[seqfan] Re: Do all numbers of A174658 occur as balanced ternary reinterpretations of mu(d) sequences?
Alonso Del Arte
alonso.delarte at gmail.com
Sat Feb 26 19:51:35 CET 2011
You're absolutely right, Franklin, I should've realized a prime divisor
would always come second with d in ascending order. Any integer of the form
3^x – 3^y with x > y + 1 will therefore be in A174658 but not come up in
this reinterpretation. Likewise numbers of the form 3^x – 3^y + z where z <
3^y – 3^(y – 1) — that last bound might be a little off, but you get the
idea.
Al
On Fri, Feb 25, 2011 at 9:29 PM, <franktaw at netscape.net> wrote:
> Certainly not all members of A174658 can occur.

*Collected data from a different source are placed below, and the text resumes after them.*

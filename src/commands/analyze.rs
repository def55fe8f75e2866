use std::time::Instant;

use anyhow::{Context, Result};
use chrono::Utc;
use tracing::info;

use super::embed::{default_lock_path, write_semantic_model_config_lockfile};
use super::{load_corpus, resolve_db_path};
use crate::cli::AnalyzeArgs;
use crate::layout::{LayoutConfig, LayoutParser, load_token_stream};
use crate::model::{AnalysisCounts, AnalysisPaths, AnalysisReport, AnalysisRunManifest};
use crate::occupation::{
    MatchOptions, group_by_occupation, load_occupation_data, match_positions_or_skip,
};
use crate::report::{build_experience_rows, render_text_summary};
use crate::semantic::{
    CachedEmbedder, EmbedBudget, LazyEmbedder, ensure_model_entry, open_embedding_store,
    resolve_model_config,
};
use crate::tenure::{Clock, FixedClock, SystemClock, YearMonth};
use crate::util::{
    ensure_directory, now_utc_string, sha256_file, utc_compact_string, write_json_pretty,
    write_text,
};

pub fn run(args: AnalyzeArgs) -> Result<()> {
    let started_at = now_utc_string();
    let started = Instant::now();
    let stamp = utc_compact_string(Utc::now());
    let run_id = format!("analyze-{stamp}");

    let clock: Box<dyn Clock> = match args.today.as_deref() {
        Some(today) => Box::new(FixedClock(
            YearMonth::parse_iso(today).context("invalid --today value")?,
        )),
        None => Box::new(SystemClock),
    };
    let today = clock.current_month();

    let manifest_dir = args.cache_root.join("manifests");
    let report_dir = args.cache_root.join("reports");
    ensure_directory(&manifest_dir)?;
    let report_path = args
        .report_path
        .clone()
        .unwrap_or_else(|| report_dir.join(format!("analysis_report_{stamp}.json")));
    let summary_path = args
        .summary_path
        .clone()
        .unwrap_or_else(|| report_dir.join(format!("analysis_summary_{stamp}.txt")));
    let db_path = resolve_db_path(&args.cache_root, args.db_path.as_deref());

    let config = LayoutConfig::load(args.layout_config.as_deref())?;
    let parser = LayoutParser::new(config)?;
    let input_sha256 = sha256_file(&args.input)?;
    let lines = load_token_stream(&args.input)?;

    let corpus = load_corpus(&args.corpus)?;
    let occupations = load_occupation_data(&args.occupation_data)?;

    let segmented = parser.segment(&lines);
    let positions = segmented.position_titles();

    let model = resolve_model_config(&args.model_id);
    let connection = open_embedding_store(&db_path)?;
    ensure_model_entry(&connection, &model)?;
    write_semantic_model_config_lockfile(&model, &default_lock_path(&args.cache_root))?;

    let embedder = LazyEmbedder::new(model.clone());
    let cached = CachedEmbedder::new(&embedder, &connection);
    let options = MatchOptions {
        top_n: args.top_n,
        batch_size: args.batch_size,
        budget: EmbedBudget::new(args.embed_timeout_ms),
    };

    let (matches, skipped_reason) =
        match_positions_or_skip(&positions, &corpus.entries, &cached, options);
    let mut warnings = skipped_reason.into_iter().collect::<Vec<String>>();
    let stats = cached.stats();
    info!(
        backend_initialized = embedder.is_initialized(),
        cache_hits = stats.cache_hits,
        computed = stats.computed,
        "embedding pass finished"
    );

    let grouping = group_by_occupation(&segmented.experience, &matches, &occupations, clock.as_ref());
    let table = build_experience_rows(&segmented.experience, &matches, clock.as_ref());

    if !segmented.skipped_lines.is_empty() {
        warnings.push(format!(
            "{} layout lines skipped as malformed",
            segmented.skipped_lines.len()
        ));
    }
    if table.unparseable_periods > 0 {
        warnings.push(format!(
            "{} date periods without a derivable duration",
            table.unparseable_periods
        ));
    }
    if !corpus.flagged.is_empty() {
        warnings.push(format!(
            "{} alternate-title records flagged for review",
            corpus.flagged.len()
        ));
    }

    let counts = AnalysisCounts {
        line_count: segmented.line_count,
        companies: segmented.experience.len(),
        positions: positions.len(),
        distinct_positions: matches.len(),
        date_periods: table.rows.len(),
        unparseable_periods: table.unparseable_periods,
        skipped_lines: segmented.skipped_lines.len(),
        corpus_entries: corpus.entries.len(),
        occupation_records: occupations.len(),
        occupation_groups: grouping.groups.len(),
        cache_hits: stats.cache_hits,
        computed_embeddings: stats.computed,
    };

    let report = AnalysisReport {
        report_version: 1,
        generated_at: now_utc_string(),
        contact: segmented.contact,
        experience: table.rows,
        total_experience: table.total,
        occupation_groups: grouping.groups,
        unmatched_positions: grouping.unmatched_positions,
        skipped_line_count: segmented.skipped_lines.len(),
        skipped_lines: segmented.skipped_lines,
        warnings: warnings.clone(),
    };

    write_json_pretty(&report_path, &report)?;
    let summary = render_text_summary(&report)?;
    write_text(&summary_path, &summary)?;
    print!("{summary}");

    let manifest = AnalysisRunManifest {
        manifest_version: 1,
        run_id,
        status: "completed".to_string(),
        started_at,
        completed_at: now_utc_string(),
        duration_ms: started.elapsed().as_millis(),
        model_id: model.model_id.clone(),
        top_n: args.top_n,
        today: format!("{:04}-{:02}", today.year, today.month),
        input_sha256,
        paths: AnalysisPaths {
            input_path: args.input.display().to_string(),
            cache_root: args.cache_root.display().to_string(),
            db_path: db_path.display().to_string(),
            report_path: report_path.display().to_string(),
            summary_path: summary_path.display().to_string(),
        },
        counts,
        flagged_corpus_records: corpus.flagged,
        warnings,
    };

    let manifest_path = manifest_dir.join(format!("analysis_run_{stamp}.json"));
    write_json_pretty(&manifest_path, &manifest)?;

    info!(
        report = %report_path.display(),
        summary = %summary_path.display(),
        manifest = %manifest_path.display(),
        total_experience = %report.total_experience,
        groups = report.occupation_groups.len(),
        warnings = manifest.warnings.len(),
        "analysis completed"
    );

    Ok(())
}
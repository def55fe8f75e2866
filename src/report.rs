use std::fmt::{self, Write as _};

use anyhow::{Context, Result};

use crate::layout::ExperienceEntry;
use crate::model::{AnalysisReport, ExperienceRow, MatchRef};
use crate::occupation::MatchTable;
use crate::tenure::{Clock, Duration, sum_duration_texts};

const UNKNOWN_DURATION: &str = "N/A";
const DESCRIPTION_PREVIEW_CHARS: usize = 200;
const RULE: &str = "==================================================";

#[derive(Debug, Clone, PartialEq)]
pub struct ExperienceTable {
    pub rows: Vec<ExperienceRow>,
    pub total: Duration,
    pub unparseable_periods: usize,
}

/// Flattens experience into one row per date period, attaching the best match
/// of each position. Periods whose duration cannot be derived render as
/// `N/A` and stay out of the total.
pub fn build_experience_rows(
    experience: &[ExperienceEntry],
    matches: &MatchTable,
    clock: &dyn Clock,
) -> ExperienceTable {
    let mut rows = Vec::<ExperienceRow>::new();
    let mut total = Duration::default();
    let mut unparseable_periods = 0usize;

    for entry in experience {
        for position in &entry.positions {
            let best = matches.best(&position.position);
            for period in &position.date_periods {
                let duration = period.duration(clock);
                match duration {
                    Some(value) => total = total + value,
                    None => unparseable_periods += 1,
                }

                rows.push(ExperienceRow {
                    position: position.position.clone(),
                    company: entry.company.clone(),
                    start: period.start.clone(),
                    end: period.end_label().to_string(),
                    duration: duration
                        .map(|value| value.to_string())
                        .unwrap_or_else(|| UNKNOWN_DURATION.to_string()),
                    matched: best.map(|result| MatchRef {
                        alternate_title: result.entry.alternate_title.clone(),
                        occupation_code: result.entry.occupation_code.clone(),
                    }),
                    score: best.map(|result| round_score(result.score)),
                });
            }
        }
    }

    debug_assert_eq!(
        sum_duration_texts(rows.iter().map(|row| row.duration.as_str())),
        total
    );

    ExperienceTable {
        rows,
        total,
        unparseable_periods,
    }
}

pub fn round_score(score: f64) -> f64 {
    (score * 10_000.0).round() / 10_000.0
}

pub fn render_text_summary(report: &AnalysisReport) -> Result<String> {
    let mut out = String::new();
    write_summary(&mut out, report).context("failed to render text summary")?;
    Ok(out)
}

fn write_summary(out: &mut String, report: &AnalysisReport) -> fmt::Result {
    let not_found = |value: &Option<String>| value.clone().unwrap_or_else(|| "Not Found".to_string());

    section(out, "CONTACT INFORMATION")?;
    writeln!(out, "Name: {}", not_found(&report.contact.name))?;
    writeln!(out, "Email: {}", not_found(&report.contact.email))?;
    writeln!(out, "Phone: {}", not_found(&report.contact.phone))?;
    writeln!(out, "LinkedIn: {}", not_found(&report.contact.linkedin))?;

    section(out, "WORK EXPERIENCE WITH MATCHED TITLES")?;
    for row in &report.experience {
        writeln!(
            out,
            "{} at {}: {} - {} ({})",
            row.position, row.company, row.start, row.end, row.duration
        )?;
        match (&row.matched, row.score) {
            (Some(matched), Some(score)) => {
                writeln!(
                    out,
                    "  Matched as: {} [{}] (Similarity: {:.4})",
                    matched.alternate_title, matched.occupation_code, score
                )?;
            }
            _ => {
                writeln!(out, "  No match")?;
            }
        }
    }

    section(out, "TOTAL WORK EXPERIENCE")?;
    writeln!(out, "Total Work Experience: {}", report.total_experience)?;

    section(out, "POSITIONS GROUPED BY OCCUPATION CODE")?;
    for group in &report.occupation_groups {
        writeln!(out)?;
        match &group.occupation {
            Some(record) => {
                writeln!(out, "Occupation Code: {}", record.occupation_code)?;
                writeln!(out, "Primary Occupation: {}", record.canonical_title)?;
                writeln!(out, "Description: {}", preview(&record.description))?;
            }
            None => {
                writeln!(out, "Unclassified occupation codes")?;
            }
        }

        writeln!(out, "Matched Positions:")?;
        for position in &group.positions {
            writeln!(
                out,
                "  - {} at {} (Similarity: {:.4})",
                position.position, position.company, position.score
            )?;
            writeln!(
                out,
                "    Matched as: {} [{}]",
                position.alternate_title, position.occupation_code
            )?;
        }
        writeln!(out, "Total experience in {}: {}", group.title(), group.total)?;
        if group.unknown_duration_periods > 0 {
            writeln!(
                out,
                "  ({} period(s) without a known duration)",
                group.unknown_duration_periods
            )?;
        }
    }

    if !report.unmatched_positions.is_empty() {
        section(out, "UNMATCHED POSITIONS")?;
        for position in &report.unmatched_positions {
            writeln!(out, "  - {position}")?;
        }
    }

    if report.skipped_line_count > 0 || !report.warnings.is_empty() {
        section(out, "WARNINGS")?;
        if report.skipped_line_count > 0 {
            writeln!(out, "Skipped layout lines: {}", report.skipped_line_count)?;
        }
        for warning in &report.warnings {
            writeln!(out, "  - {warning}")?;
        }
    }

    Ok(())
}

fn section(out: &mut String, title: &str) -> fmt::Result {
    if !out.is_empty() {
        out.push('\n');
    }
    writeln!(out, "{RULE}\n{title}\n{RULE}")
}

fn preview(description: &str) -> String {
    if description.chars().count() <= DESCRIPTION_PREVIEW_CHARS {
        return description.to_string();
    }
    let head = description
        .chars()
        .take(DESCRIPTION_PREVIEW_CHARS)
        .collect::<String>();
    format!("{head}...")
}

#[cfg(test)]
mod tests {
    use super::*;
    use crate::layout::{ContactFields, DateRange, PositionEntry};
    use crate::tenure::{FixedClock, YearMonth};

    fn experience() -> Vec<ExperienceEntry> {
        vec![ExperienceEntry {
            company: "Acme Corp".to_string(),
            positions: vec![PositionEntry {
                position: "Engineer".to_string(),
                date_periods: vec![
                    DateRange {
                        start: "June 2019".to_string(),
                        end: Some("August 2021".to_string()),
                        trailing_status: None,
                    },
                    DateRange {
                        start: "Spring 2022".to_string(),
                        end: None,
                        trailing_status: Some("Present".to_string()),
                    },
                ],
                meta: String::new(),
            }],
        }]
    }

    #[test]
    fn rows_render_unknown_durations_as_na_and_skip_them_in_total() {
        let clock = FixedClock(YearMonth::new(2024, 1).expect("valid month"));

        let table = build_experience_rows(&experience(), &MatchTable::default(), &clock);

        assert_eq!(table.rows.len(), 2);
        assert_eq!(table.rows[0].duration, "2 years 3 months");
        assert_eq!(table.rows[1].duration, UNKNOWN_DURATION);
        assert_eq!(table.rows[1].end, "Present");
        assert_eq!(table.rows[0].matched, None);
        assert_eq!(table.total, Duration { years: 2, months: 3 });
        assert_eq!(table.unparseable_periods, 1);
    }

    #[test]
    fn scores_round_to_four_places() {
        assert_eq!(round_score(0.876_543_21), 0.8765);
        assert_eq!(round_score(0.5), 0.5);
    }

    #[test]
    fn summary_lists_contact_total_and_warnings() {
        let clock = FixedClock(YearMonth::new(2024, 1).expect("valid month"));
        let table = build_experience_rows(&experience(), &MatchTable::default(), &clock);
        let report = AnalysisReport {
            report_version: 1,
            generated_at: "2024-01-01T00:00:00Z".to_string(),
            contact: ContactFields {
                name: Some("Jane Doe".to_string()),
                email: Some("jane@example.com".to_string()),
                phone: None,
                linkedin: None,
            },
            experience: table.rows,
            total_experience: table.total,
            occupation_groups: Vec::new(),
            unmatched_positions: vec!["Engineer".to_string()],
            skipped_line_count: 2,
            skipped_lines: Vec::new(),
            warnings: vec!["embedding timed out".to_string()],
        };

        let summary = render_text_summary(&report).expect("summary renders");

        assert!(summary.contains("Name: Jane Doe"));
        assert!(summary.contains("Phone: Not Found"));
        assert!(summary.contains("Engineer at Acme Corp: June 2019 - August 2021 (2 years 3 months)"));
        assert!(summary.contains("Total Work Experience: 2 years 3 months"));
        assert!(summary.contains("Skipped layout lines: 2"));
        assert!(summary.contains("  - embedding timed out"));
    }

    #[test]
    fn long_descriptions_are_truncated() {
        let long = "x".repeat(DESCRIPTION_PREVIEW_CHARS + 10);
        let shown = preview(&long);
        assert!(shown.ends_with("..."));
        assert_eq!(shown.chars().count(), DESCRIPTION_PREVIEW_CHARS + 3);
        assert_eq!(preview("short"), "short");
    }
}
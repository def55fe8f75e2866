use anyhow::{Context, Result};
use tracing::info;

use crate::cli::ExtractArgs;
use crate::layout::{LayoutConfig, LayoutParser, load_token_stream};
use crate::util::write_json_pretty;

pub fn run(args: ExtractArgs) -> Result<()> {
    let config = LayoutConfig::load(args.layout_config.as_deref())?;
    let parser = LayoutParser::new(config)?;
    let lines = load_token_stream(&args.input)?;
    let segmented = parser.segment(&lines);

    match &args.output {
        Some(path) => {
            write_json_pretty(path, &segmented)?;
            info!(
                path = %path.display(),
                companies = segmented.experience.len(),
                skipped_lines = segmented.skipped_lines.len(),
                "wrote segmented resume"
            );
        }
        None => {
            let rendered = serde_json::to_string_pretty(&segmented)
                .context("failed to serialize segmented resume")?;
            println!("{rendered}");
        }
    }

    Ok(())
}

The divisors of n > 1
> always start (1, p), and so the mu values start (1,-1). Thus, for example, 8
> (1,0,-1) and 32 (1,1,-1,-1) cannot occur.
>
> There are other sequences that can't occur; for example, we can't start
> with 1,-1,1. And any sequence that includes a 0 must end with 0.
>
> Yet further; if the number of prime divisors omega(n) = A001221(n) = k
>
>> 0, the number of 1's and the number of -1's will each be 2^(k-1).
>>
>
> It would be interesting to see a complete description of what sequences can
> be obtained in this way.
>
> Franklin T. Adams-Watters
>
>
> -----Original Message-----
> From: Alonso Del Arte <alonso.delarte at gmail.com>
>
> We all know that Sum_{d | n} mu(d) = 0 with the exception of n = 1.
>
> What happens if we take the sequence of mu(d) but instead of adding it up,
> we reinterpret it as a balanced ternary representation? From the foregoing,
> we know that with the exception of a(1), all a(n) will be members of
> A174658. Also, it is easy to see that a(p) = 2 since the sequence of mu(d)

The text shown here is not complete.